I'd like every line in the following listing that holds "only" copied.

[Start of section]

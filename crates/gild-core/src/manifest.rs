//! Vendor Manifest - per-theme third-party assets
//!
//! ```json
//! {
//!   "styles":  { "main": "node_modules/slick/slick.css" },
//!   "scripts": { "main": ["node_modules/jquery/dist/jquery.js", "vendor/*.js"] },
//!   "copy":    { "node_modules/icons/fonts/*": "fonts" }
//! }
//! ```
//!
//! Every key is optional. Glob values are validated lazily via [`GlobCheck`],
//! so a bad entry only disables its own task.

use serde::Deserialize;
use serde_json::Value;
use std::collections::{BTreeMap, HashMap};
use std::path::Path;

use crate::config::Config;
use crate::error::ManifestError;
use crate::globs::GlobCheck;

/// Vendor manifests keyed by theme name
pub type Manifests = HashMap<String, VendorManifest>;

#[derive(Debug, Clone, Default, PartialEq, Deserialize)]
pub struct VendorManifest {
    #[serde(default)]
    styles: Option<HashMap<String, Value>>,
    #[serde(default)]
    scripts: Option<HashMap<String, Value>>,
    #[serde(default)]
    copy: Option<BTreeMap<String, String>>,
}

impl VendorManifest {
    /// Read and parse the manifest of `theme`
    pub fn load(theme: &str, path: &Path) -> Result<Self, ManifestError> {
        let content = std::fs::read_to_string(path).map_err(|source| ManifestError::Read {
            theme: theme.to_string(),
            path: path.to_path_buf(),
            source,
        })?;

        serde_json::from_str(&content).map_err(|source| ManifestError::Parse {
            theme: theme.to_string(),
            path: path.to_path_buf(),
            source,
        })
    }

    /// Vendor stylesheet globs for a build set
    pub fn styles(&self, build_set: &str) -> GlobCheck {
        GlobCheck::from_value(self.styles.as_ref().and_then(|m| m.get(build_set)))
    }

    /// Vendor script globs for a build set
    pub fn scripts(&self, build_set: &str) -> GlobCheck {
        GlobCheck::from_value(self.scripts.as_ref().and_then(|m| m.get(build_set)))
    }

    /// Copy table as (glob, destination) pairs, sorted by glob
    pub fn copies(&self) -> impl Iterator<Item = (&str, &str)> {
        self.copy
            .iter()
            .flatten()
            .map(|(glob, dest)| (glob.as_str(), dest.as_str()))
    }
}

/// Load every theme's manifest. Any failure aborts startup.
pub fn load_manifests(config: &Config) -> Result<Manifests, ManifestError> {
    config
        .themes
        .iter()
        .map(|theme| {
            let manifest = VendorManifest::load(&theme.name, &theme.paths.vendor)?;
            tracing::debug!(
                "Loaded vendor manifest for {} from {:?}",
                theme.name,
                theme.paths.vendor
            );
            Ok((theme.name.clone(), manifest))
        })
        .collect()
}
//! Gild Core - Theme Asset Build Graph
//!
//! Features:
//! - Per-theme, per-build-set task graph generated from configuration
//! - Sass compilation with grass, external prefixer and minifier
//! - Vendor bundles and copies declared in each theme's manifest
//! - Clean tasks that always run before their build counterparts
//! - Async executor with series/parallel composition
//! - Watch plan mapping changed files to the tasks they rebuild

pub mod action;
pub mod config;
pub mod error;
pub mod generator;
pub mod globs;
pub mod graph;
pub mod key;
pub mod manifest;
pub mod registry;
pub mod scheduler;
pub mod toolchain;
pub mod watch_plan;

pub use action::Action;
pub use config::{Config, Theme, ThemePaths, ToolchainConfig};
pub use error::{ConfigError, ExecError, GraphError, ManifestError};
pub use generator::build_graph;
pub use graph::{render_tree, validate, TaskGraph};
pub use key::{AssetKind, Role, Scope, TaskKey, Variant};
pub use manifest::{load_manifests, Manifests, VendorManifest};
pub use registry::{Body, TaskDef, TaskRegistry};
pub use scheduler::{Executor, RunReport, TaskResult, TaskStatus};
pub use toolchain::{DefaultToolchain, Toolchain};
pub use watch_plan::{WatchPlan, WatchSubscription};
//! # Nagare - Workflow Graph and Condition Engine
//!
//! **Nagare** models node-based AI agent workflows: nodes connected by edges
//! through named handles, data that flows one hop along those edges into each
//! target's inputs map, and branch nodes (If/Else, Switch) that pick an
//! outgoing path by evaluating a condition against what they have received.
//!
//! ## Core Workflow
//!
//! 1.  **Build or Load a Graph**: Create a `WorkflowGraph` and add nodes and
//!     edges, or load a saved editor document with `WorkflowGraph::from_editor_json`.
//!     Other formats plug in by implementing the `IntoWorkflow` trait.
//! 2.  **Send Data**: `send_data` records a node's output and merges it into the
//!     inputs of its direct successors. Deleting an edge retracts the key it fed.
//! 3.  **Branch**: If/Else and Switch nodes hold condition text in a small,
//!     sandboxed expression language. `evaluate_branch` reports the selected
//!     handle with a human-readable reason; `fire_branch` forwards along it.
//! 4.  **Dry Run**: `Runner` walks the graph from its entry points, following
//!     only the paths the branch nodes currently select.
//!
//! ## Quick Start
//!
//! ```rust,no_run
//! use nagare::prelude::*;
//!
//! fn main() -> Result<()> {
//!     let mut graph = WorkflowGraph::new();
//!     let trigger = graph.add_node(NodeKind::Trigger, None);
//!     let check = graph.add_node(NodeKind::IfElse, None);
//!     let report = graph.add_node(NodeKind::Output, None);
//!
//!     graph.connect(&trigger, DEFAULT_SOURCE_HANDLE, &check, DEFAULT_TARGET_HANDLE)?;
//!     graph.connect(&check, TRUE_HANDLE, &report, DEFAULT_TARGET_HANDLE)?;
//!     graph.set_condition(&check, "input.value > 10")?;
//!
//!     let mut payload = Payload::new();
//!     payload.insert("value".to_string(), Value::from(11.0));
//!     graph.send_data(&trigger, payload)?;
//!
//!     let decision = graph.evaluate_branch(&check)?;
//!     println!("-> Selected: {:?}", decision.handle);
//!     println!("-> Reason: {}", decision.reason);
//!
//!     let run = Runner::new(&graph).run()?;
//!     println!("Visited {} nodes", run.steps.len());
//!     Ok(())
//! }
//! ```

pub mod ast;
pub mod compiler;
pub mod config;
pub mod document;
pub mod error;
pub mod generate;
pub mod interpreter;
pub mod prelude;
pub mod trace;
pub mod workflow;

[End of section]
[Start of section]

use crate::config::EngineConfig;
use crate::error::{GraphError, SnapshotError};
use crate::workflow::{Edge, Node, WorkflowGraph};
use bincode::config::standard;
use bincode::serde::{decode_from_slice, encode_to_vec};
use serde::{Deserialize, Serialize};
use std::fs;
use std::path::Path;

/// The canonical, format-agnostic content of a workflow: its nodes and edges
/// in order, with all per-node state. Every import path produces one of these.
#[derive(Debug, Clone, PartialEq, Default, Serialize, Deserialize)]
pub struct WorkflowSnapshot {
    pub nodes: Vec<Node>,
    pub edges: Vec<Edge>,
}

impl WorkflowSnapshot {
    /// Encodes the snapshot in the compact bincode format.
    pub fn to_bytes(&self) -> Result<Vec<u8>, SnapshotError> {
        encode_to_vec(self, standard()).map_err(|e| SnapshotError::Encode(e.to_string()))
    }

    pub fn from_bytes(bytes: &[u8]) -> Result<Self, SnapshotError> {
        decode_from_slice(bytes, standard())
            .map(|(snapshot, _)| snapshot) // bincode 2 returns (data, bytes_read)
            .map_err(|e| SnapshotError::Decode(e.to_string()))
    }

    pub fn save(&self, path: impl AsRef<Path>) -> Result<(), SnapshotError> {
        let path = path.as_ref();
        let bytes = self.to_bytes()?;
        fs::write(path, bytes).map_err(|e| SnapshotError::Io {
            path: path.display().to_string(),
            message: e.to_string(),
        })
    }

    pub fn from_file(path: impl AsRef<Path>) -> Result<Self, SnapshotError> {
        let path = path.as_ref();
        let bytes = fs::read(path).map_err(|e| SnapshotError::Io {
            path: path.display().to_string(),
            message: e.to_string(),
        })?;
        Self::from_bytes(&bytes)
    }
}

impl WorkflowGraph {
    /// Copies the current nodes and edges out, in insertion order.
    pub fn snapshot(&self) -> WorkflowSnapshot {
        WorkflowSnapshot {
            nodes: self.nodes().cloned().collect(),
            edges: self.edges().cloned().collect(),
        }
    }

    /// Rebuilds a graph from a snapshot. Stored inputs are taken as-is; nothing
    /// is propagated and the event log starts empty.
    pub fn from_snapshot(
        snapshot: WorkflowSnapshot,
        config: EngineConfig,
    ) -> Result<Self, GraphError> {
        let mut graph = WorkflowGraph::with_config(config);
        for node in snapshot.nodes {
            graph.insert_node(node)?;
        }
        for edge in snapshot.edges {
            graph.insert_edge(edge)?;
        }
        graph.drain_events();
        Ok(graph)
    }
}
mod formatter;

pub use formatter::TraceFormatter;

[End of section]

RESULT OF THIS EXERCISE:
//! so a bad entry only disables its own task.
//!     only the paths the branch nodes currently select.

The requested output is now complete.